LSE - Small Logo
LSE - Small Logo

Ros Taylor

June 27th, 2018

‘Like the end of a love story’: Brexit and highly-skilled French migrants in London

5 comments | 1 shares

Estimated reading time: 5 minutes

Ros Taylor

June 27th, 2018

‘Like the end of a love story’: Brexit and highly-skilled French migrants in London

5 comments | 1 shares

Estimated reading time: 5 minutes

jon mulhollandlouise ryanFrench migrants in London, most of them highly skilled and economically successful, were among the most shocked by Brexit. Jon Mulholland (University of the West of England) and Louise Ryan (University of Sheffield), who first researched this group in 2011-12, revisited them after the referendum and found uncertainty, precarity and deep sadness.

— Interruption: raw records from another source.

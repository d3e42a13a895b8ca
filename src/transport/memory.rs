//! In-process transport.
//!
//! [`MemoryConnector`] hands the connection a channel-backed socket whose
//! other end is a [`MemoryPeer`]. The peer plays the media endpoint: it
//! sees every frame the connection sends and can push frames back.
//!
//! # Example
//!
//! ```ignore
//! let (connector, mut peer) = MemoryConnector::pair();
//! let connection = Connection::builder()
//!     .origin("ws://camera.local")
//!     .connector(connector)
//!     .build()?;
//!
//! connection.open(None)?;
//! peer.connected().await;
//! peer.send(&Envelope::send("shakeHandle").with_id(Some("abc".into())))?;
//! ```

// ============================================================================
// Imports
// ============================================================================

use async_trait::async_trait;
use parking_lot::Mutex;
use tokio::sync::mpsc;
use tracing::trace;

use crate::error::{Error, Result};
use crate::protocol::{self, Envelope};

use super::{Connector, FrameSink, FrameStream, TransportPair};

// ============================================================================
// PeerEvent
// ============================================================================

/// What the peer observes on its end of the socket.
#[derive(Debug, Clone, PartialEq, Eq)]
pub enum PeerEvent {
    /// The connection connected to this URL.
    Connected(String),
    /// The connection sent a text frame.
    Frame(String),
    /// The connection closed its sink.
    Closed,
}

// ============================================================================
// MemoryConnector
// ============================================================================

/// Channel ends handed out on the first connect.
struct ClientEnds {
    to_peer: mpsc::UnboundedSender<PeerEvent>,
    from_peer: mpsc::UnboundedReceiver<Option<String>>,
}

/// Connector producing a single in-process socket.
pub struct MemoryConnector {
    ends: Mutex<Option<ClientEnds>>,
}

impl MemoryConnector {
    /// Creates a connector and the peer sitting on the other end.
    #[must_use]
    pub fn pair() -> (Self, MemoryPeer) {
        let (to_peer, peer_rx) = mpsc::unbounded_channel();
        let (peer_tx, from_peer) = mpsc::unbounded_channel();
        let connector = Self {
            ends: Mutex::new(Some(ClientEnds { to_peer, from_peer })),
        };
        let peer = MemoryPeer {
            tx: peer_tx,
            rx: peer_rx,
        };
        (connector, peer)
    }
}

#[async_trait]
impl Connector for MemoryConnector {
    async fn connect(&self, url: &str) -> Result<TransportPair> {
        let ends = self
            .ends
            .lock()
            .take()
            .ok_or_else(|| Error::connection("memory transport already used"))?;

        ends.to_peer
            .send(PeerEvent::Connected(url.to_string()))
            .map_err(|_| Error::connection("memory peer dropped"))?;

        let sink: Box<dyn FrameSink> = Box::new(MemorySink {
            to_peer: ends.to_peer,
        });
        let stream: Box<dyn FrameStream> = Box::new(MemoryFrames {
            from_peer: ends.from_peer,
        });
        Ok((sink, stream))
    }
}

struct MemorySink {
    to_peer: mpsc::UnboundedSender<PeerEvent>,
}

#[async_trait]
impl FrameSink for MemorySink {
    async fn send_text(&mut self, text: String) -> Result<()> {
        trace!(%text, "memory frame out");
        self.to_peer
            .send(PeerEvent::Frame(text))
            .map_err(|_| Error::ConnectionClosed)
    }

    async fn close(&mut self) -> Result<()> {
        // A peer that already went away needs no close notice.
        let _ = self.to_peer.send(PeerEvent::Closed);
        Ok(())
    }
}

struct MemoryFrames {
    from_peer: mpsc::UnboundedReceiver<Option<String>>,
}

#[async_trait]
impl FrameStream for MemoryFrames {
    async fn next_frame(&mut self) -> Option<Result<String>> {
        self.from_peer.recv().await.flatten().map(Ok)
    }
}

// ============================================================================
// MemoryPeer
// ============================================================================

/// Remote end of a [`MemoryConnector`] socket.
pub struct MemoryPeer {
    tx: mpsc::UnboundedSender<Option<String>>,
    rx: mpsc::UnboundedReceiver<PeerEvent>,
}

impl MemoryPeer {
    /// Pushes a raw text frame to the connection.
    ///
    /// # Errors
    ///
    /// Returns [`Error::ConnectionClosed`] if the connection side is gone.
    pub fn send_raw(&self, frame: impl Into<String>) -> Result<()> {
        self.tx
            .send(Some(frame.into()))
            .map_err(|_| Error::ConnectionClosed)
    }

    /// Encodes and pushes an envelope.
    ///
    /// # Errors
    ///
    /// Returns [`Error::ConnectionClosed`] if the connection side is gone.
    pub fn send(&self, envelope: &Envelope) -> Result<()> {
        self.send_raw(protocol::encode(envelope)?)
    }

    /// Closes the socket from the peer side.
    pub fn close(&self) {
        let _ = self.tx.send(None);
    }

    /// Waits for the next thing the connection did.
    pub async fn recv(&mut self) -> Option<PeerEvent> {
        self.rx.recv().await
    }

    /// Waits for the connect and returns the URL that was used.
    pub async fn connected(&mut self) -> Option<String> {
        loop {
            match self.rx.recv().await? {
                PeerEvent::Connected(url) => return Some(url),
                other => trace!(?other, "skipping peer event"),
            }
        }
    }

    /// Waits for the next envelope the connection sent.
    ///
    /// Returns `None` once the connection closed its sink.
    pub async fn recv_envelope(&mut self) -> Option<Envelope> {
        loop {
            match self.rx.recv().await? {
                PeerEvent::Frame(frame) => return protocol::decode(&frame).ok(),
                PeerEvent::Closed => return None,
                PeerEvent::Connected(_) => {}
            }
        }
    }
}

// ============================================================================
// Tests
// ============================================================================

#[cfg(test)]
mod tests {
    use super::*;

    #[tokio::test]
    async fn test_frames_flow_both_ways() {
        let (connector, mut peer) = MemoryConnector::pair();
        let (mut sink, mut stream) = connector.connect("ws://x/live.media").await.expect("connect");

        assert_eq!(peer.connected().await.as_deref(), Some("ws://x/live.media"));

        sink.send_text(r#"{"type":1,"event":"ping"}"#.into())
            .await
            .expect("send");
        let envelope = peer.recv_envelope().await.expect("envelope");
        assert_eq!(envelope.event, "ping");

        peer.send_raw("hello").expect("peer send");
        assert_eq!(stream.next_frame().await.expect("frame").expect("ok"), "hello");

        peer.close();
        assert!(stream.next_frame().await.is_none());
    }

    #[tokio::test]
    async fn test_second_connect_fails() {
        let (connector, _peer) = MemoryConnector::pair();
        let _first = connector.connect("ws://x").await.expect("connect");
        assert!(connector.connect("ws://x").await.is_err());
    }

    #[tokio::test]
    async fn test_sink_close_reaches_peer() {
        let (connector, mut peer) = MemoryConnector::pair();
        let (mut sink, _stream) = connector.connect("ws://x").await.expect("connect");
        peer.connected().await;

        sink.close().await.expect("close");
        assert_eq!(peer.recv().await, Some(PeerEvent::Closed));
    }
}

Despite the destructive shockwaves of the financial crisis of 2008, London was still a mighty good place to be for the tens of thousands of French highly skilled migrants working in London’s financial and business sectors in the second decade of the 21st century, and a place that felt welcoming in most ways that matter. The UK capital offered almost unparalleled career escalation, financial remuneration, global networking opportunities, and a veritable ‘home-from-home’. It also provided a much treasured cosmopolitan and amenity-rich urban landscape blessed with vibrant French quarters able to offer the French resident of the city the most familiar of French services.

bastille day london
Bastille Day celebrations in London, 2013. Photo: Garry Knight via a CC BY 2.0 licence

It is testimony to the seismic impact of Brexit on the circumstances of the French highly skilled in London, that it even eclipses the financial crisis of 2008 as a cause to reconsider the warmth of London’s welcome. If the question of securing British citizenship was a can that could be kicked almost indefinitely down the road, at least for the French highly skilled who enjoyed such economic, social and cultural security in the capital, Brexit appears to have brought a sudden and dramatic end to that can’s journey.

In 2011 and 2012, we interviewed French highly skilled migrants working in London’s financial and business sectors, as part of a project funded by the Economic and Social Research Council. At that point, it was a rare exception for any of our 40 participants to have taken the opportunity to secure British citizenship. The advantages of British citizenship appeared insufficiently persuasive or pressing for the ‘difficult and lengthy’ process of securing citizenship to muscle its way to the top of anyone’s priority list. And why should it? Noémi characterised the responses of many of our participants in saying, “it has never been a problem for me not to be actually under the citizenship of the country where I worked”.

There was some recognition among our participants, that a lack of eligibility to vote in national elections sat uneasily with the scale of their economic, social and cultural contribution to the country’s fortunes.  But the prospect that a national election could produce an outcome capable of introducing life-changing insecurity to French residents in London had not been remotely considered.   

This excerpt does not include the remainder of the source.